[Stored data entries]
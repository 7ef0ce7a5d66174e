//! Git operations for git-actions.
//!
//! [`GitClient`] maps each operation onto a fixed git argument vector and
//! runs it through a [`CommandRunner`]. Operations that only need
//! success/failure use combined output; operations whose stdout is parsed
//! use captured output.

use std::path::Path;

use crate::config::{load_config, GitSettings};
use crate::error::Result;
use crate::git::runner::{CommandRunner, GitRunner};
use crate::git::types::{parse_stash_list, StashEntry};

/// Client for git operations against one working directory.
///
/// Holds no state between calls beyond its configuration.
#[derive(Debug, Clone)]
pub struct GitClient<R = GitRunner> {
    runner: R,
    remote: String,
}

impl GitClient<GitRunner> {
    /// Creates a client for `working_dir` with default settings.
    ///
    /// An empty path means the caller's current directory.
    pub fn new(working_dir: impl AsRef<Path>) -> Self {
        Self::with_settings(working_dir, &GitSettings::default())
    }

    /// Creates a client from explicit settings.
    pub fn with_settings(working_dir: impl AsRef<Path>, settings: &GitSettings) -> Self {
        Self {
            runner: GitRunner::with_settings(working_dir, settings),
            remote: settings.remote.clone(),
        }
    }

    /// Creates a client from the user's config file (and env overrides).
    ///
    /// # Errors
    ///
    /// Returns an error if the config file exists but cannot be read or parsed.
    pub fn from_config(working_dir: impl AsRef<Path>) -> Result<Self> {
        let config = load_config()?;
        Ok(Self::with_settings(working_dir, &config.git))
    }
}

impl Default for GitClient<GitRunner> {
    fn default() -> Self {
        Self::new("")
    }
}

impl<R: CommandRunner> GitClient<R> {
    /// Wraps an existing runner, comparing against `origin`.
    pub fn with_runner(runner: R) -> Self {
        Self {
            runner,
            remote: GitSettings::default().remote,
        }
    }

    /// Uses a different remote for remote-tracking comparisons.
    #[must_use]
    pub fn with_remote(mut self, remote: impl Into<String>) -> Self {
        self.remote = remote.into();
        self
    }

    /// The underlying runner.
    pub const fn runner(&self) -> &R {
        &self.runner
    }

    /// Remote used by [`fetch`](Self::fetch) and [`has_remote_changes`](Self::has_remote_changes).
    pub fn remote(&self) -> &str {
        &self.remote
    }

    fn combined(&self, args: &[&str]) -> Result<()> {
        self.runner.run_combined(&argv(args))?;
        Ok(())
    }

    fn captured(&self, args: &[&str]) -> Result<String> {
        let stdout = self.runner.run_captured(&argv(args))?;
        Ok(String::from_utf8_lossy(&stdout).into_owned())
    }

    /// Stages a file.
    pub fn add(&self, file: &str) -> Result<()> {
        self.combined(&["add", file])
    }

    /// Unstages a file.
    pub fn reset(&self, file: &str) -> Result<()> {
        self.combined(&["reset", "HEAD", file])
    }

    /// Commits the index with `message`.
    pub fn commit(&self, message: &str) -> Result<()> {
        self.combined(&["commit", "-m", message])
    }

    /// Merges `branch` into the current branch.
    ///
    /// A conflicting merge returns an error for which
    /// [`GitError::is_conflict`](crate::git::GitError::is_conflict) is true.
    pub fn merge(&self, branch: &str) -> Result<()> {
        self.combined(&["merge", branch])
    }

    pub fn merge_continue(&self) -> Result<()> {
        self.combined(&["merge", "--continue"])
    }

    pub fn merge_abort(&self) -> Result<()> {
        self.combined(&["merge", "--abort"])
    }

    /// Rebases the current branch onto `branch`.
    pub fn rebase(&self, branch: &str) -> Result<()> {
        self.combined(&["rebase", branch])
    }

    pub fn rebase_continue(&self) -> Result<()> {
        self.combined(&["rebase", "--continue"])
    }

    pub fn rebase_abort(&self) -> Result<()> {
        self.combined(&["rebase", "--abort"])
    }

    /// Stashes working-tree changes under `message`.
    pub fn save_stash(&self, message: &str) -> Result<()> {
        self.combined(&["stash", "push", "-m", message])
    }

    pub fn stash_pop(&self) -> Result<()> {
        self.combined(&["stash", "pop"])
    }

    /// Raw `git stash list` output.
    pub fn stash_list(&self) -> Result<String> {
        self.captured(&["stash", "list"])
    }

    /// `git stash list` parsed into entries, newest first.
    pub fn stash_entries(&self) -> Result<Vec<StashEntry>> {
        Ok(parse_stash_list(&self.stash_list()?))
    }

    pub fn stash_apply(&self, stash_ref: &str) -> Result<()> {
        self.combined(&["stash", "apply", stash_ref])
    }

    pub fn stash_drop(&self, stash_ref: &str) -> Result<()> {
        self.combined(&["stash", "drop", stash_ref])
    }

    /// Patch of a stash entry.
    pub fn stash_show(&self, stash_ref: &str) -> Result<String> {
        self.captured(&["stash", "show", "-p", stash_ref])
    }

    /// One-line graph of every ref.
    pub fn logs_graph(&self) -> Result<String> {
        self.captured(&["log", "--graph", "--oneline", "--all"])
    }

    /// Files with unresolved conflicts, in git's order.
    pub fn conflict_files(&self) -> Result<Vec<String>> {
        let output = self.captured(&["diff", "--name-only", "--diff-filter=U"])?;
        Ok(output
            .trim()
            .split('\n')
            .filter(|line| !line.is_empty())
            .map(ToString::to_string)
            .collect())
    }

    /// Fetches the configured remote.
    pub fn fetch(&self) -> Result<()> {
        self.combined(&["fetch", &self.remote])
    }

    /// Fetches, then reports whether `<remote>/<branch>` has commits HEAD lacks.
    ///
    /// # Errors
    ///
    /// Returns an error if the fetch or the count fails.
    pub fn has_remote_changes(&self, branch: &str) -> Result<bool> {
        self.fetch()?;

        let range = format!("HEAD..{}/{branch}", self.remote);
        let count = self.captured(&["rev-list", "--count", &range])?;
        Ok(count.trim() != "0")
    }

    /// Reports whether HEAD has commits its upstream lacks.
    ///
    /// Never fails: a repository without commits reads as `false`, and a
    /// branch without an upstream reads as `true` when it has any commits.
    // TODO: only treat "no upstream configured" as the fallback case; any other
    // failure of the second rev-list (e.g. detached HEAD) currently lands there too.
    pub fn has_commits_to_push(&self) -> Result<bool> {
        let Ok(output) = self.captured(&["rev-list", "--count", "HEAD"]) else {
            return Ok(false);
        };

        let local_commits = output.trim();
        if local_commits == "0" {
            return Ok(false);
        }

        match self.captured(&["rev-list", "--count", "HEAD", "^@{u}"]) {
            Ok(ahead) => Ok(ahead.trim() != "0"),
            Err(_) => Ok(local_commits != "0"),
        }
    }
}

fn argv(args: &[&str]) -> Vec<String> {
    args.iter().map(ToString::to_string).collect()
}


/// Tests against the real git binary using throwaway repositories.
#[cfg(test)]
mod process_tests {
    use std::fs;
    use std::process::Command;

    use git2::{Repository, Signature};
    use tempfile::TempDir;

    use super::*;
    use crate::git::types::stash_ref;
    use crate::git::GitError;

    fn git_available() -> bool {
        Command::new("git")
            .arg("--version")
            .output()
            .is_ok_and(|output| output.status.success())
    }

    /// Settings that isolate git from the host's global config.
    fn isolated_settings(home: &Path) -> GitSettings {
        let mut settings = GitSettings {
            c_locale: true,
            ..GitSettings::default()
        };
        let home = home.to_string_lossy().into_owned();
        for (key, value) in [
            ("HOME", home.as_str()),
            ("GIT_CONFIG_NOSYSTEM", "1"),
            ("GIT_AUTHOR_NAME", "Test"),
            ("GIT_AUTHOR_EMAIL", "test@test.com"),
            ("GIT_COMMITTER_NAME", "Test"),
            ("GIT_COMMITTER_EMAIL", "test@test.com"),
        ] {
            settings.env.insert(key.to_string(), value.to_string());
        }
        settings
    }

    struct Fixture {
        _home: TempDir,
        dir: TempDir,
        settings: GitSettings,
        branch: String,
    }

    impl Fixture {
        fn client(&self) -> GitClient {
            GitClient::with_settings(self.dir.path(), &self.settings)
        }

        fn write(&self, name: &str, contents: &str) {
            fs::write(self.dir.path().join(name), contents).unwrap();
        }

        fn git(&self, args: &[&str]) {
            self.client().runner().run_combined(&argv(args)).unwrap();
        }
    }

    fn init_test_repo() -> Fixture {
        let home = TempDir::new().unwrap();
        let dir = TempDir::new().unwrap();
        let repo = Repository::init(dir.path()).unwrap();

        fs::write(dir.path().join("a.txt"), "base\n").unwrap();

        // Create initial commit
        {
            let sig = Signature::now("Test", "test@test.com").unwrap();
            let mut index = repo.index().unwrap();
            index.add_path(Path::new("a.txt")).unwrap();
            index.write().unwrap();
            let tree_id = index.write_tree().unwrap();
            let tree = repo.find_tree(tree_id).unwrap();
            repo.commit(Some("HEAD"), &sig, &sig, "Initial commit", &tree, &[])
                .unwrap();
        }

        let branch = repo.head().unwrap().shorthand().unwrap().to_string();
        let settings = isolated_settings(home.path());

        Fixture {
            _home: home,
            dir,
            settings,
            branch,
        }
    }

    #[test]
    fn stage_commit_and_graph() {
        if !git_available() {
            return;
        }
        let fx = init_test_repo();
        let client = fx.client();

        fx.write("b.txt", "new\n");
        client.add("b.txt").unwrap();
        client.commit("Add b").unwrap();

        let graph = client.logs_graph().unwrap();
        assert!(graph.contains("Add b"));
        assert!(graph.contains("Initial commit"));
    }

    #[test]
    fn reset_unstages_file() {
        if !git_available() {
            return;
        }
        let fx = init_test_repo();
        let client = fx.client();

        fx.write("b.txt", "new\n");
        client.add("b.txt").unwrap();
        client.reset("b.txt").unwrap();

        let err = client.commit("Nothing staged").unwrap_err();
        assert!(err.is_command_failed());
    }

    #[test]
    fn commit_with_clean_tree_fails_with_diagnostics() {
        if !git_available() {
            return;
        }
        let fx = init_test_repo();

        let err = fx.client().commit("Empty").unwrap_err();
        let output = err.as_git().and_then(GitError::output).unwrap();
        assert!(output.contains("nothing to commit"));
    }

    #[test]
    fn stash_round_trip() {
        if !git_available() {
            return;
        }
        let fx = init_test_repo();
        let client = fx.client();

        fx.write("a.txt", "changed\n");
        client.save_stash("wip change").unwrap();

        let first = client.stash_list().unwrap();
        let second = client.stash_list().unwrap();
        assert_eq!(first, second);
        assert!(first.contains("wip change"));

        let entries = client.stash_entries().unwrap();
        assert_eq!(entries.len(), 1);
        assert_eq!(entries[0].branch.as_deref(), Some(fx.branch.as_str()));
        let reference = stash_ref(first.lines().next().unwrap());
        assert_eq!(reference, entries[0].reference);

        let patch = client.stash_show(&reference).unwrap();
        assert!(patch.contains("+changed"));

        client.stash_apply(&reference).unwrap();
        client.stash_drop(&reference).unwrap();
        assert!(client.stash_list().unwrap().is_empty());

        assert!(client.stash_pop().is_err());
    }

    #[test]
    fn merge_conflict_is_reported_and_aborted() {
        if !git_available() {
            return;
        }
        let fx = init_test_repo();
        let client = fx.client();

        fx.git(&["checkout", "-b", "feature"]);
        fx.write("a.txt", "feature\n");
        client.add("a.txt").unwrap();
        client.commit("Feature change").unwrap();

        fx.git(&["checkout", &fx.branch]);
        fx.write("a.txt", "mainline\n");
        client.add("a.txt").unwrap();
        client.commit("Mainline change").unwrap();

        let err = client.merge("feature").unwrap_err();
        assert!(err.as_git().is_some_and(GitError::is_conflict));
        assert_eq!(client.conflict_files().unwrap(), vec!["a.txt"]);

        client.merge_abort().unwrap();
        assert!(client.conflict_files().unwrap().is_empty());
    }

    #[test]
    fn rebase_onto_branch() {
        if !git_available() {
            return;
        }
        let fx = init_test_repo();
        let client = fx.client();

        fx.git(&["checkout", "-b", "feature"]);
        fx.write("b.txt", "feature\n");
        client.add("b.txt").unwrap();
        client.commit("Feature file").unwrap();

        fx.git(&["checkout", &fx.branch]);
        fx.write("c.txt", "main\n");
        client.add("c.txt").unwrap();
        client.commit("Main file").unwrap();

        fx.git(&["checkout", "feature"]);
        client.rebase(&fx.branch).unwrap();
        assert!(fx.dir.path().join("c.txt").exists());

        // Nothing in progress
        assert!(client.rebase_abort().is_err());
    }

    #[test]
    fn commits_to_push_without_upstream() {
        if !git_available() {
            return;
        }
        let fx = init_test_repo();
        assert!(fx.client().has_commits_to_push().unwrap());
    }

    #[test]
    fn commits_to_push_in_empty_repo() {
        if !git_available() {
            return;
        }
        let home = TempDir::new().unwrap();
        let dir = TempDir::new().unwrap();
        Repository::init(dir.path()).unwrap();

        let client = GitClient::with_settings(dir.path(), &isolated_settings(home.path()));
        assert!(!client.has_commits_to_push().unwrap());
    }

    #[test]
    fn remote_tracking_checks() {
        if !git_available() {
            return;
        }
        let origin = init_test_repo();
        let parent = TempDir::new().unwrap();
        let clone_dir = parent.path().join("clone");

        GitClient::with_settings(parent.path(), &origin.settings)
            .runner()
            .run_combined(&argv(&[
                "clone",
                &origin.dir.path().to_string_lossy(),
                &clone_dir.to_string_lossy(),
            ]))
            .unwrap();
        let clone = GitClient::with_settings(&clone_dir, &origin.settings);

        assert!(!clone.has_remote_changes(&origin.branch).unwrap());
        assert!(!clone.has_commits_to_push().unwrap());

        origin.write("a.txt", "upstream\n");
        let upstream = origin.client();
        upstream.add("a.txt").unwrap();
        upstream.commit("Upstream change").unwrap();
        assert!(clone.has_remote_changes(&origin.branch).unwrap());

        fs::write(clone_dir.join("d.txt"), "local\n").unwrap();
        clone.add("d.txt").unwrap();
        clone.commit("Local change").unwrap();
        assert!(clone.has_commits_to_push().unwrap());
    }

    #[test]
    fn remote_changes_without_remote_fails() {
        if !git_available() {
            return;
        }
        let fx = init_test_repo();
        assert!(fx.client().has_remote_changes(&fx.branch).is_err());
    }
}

§ **ACTION ITEM**
Out of the records, collect only those lines that contain the string "index".

§ **COMPLETED TASK**
    /// Commits the index with `message`.
            let mut index = repo.index().unwrap();
            index.add_path(Path::new("a.txt")).unwrap();
            index.write().unwrap();
            let tree_id = index.write_tree().unwrap();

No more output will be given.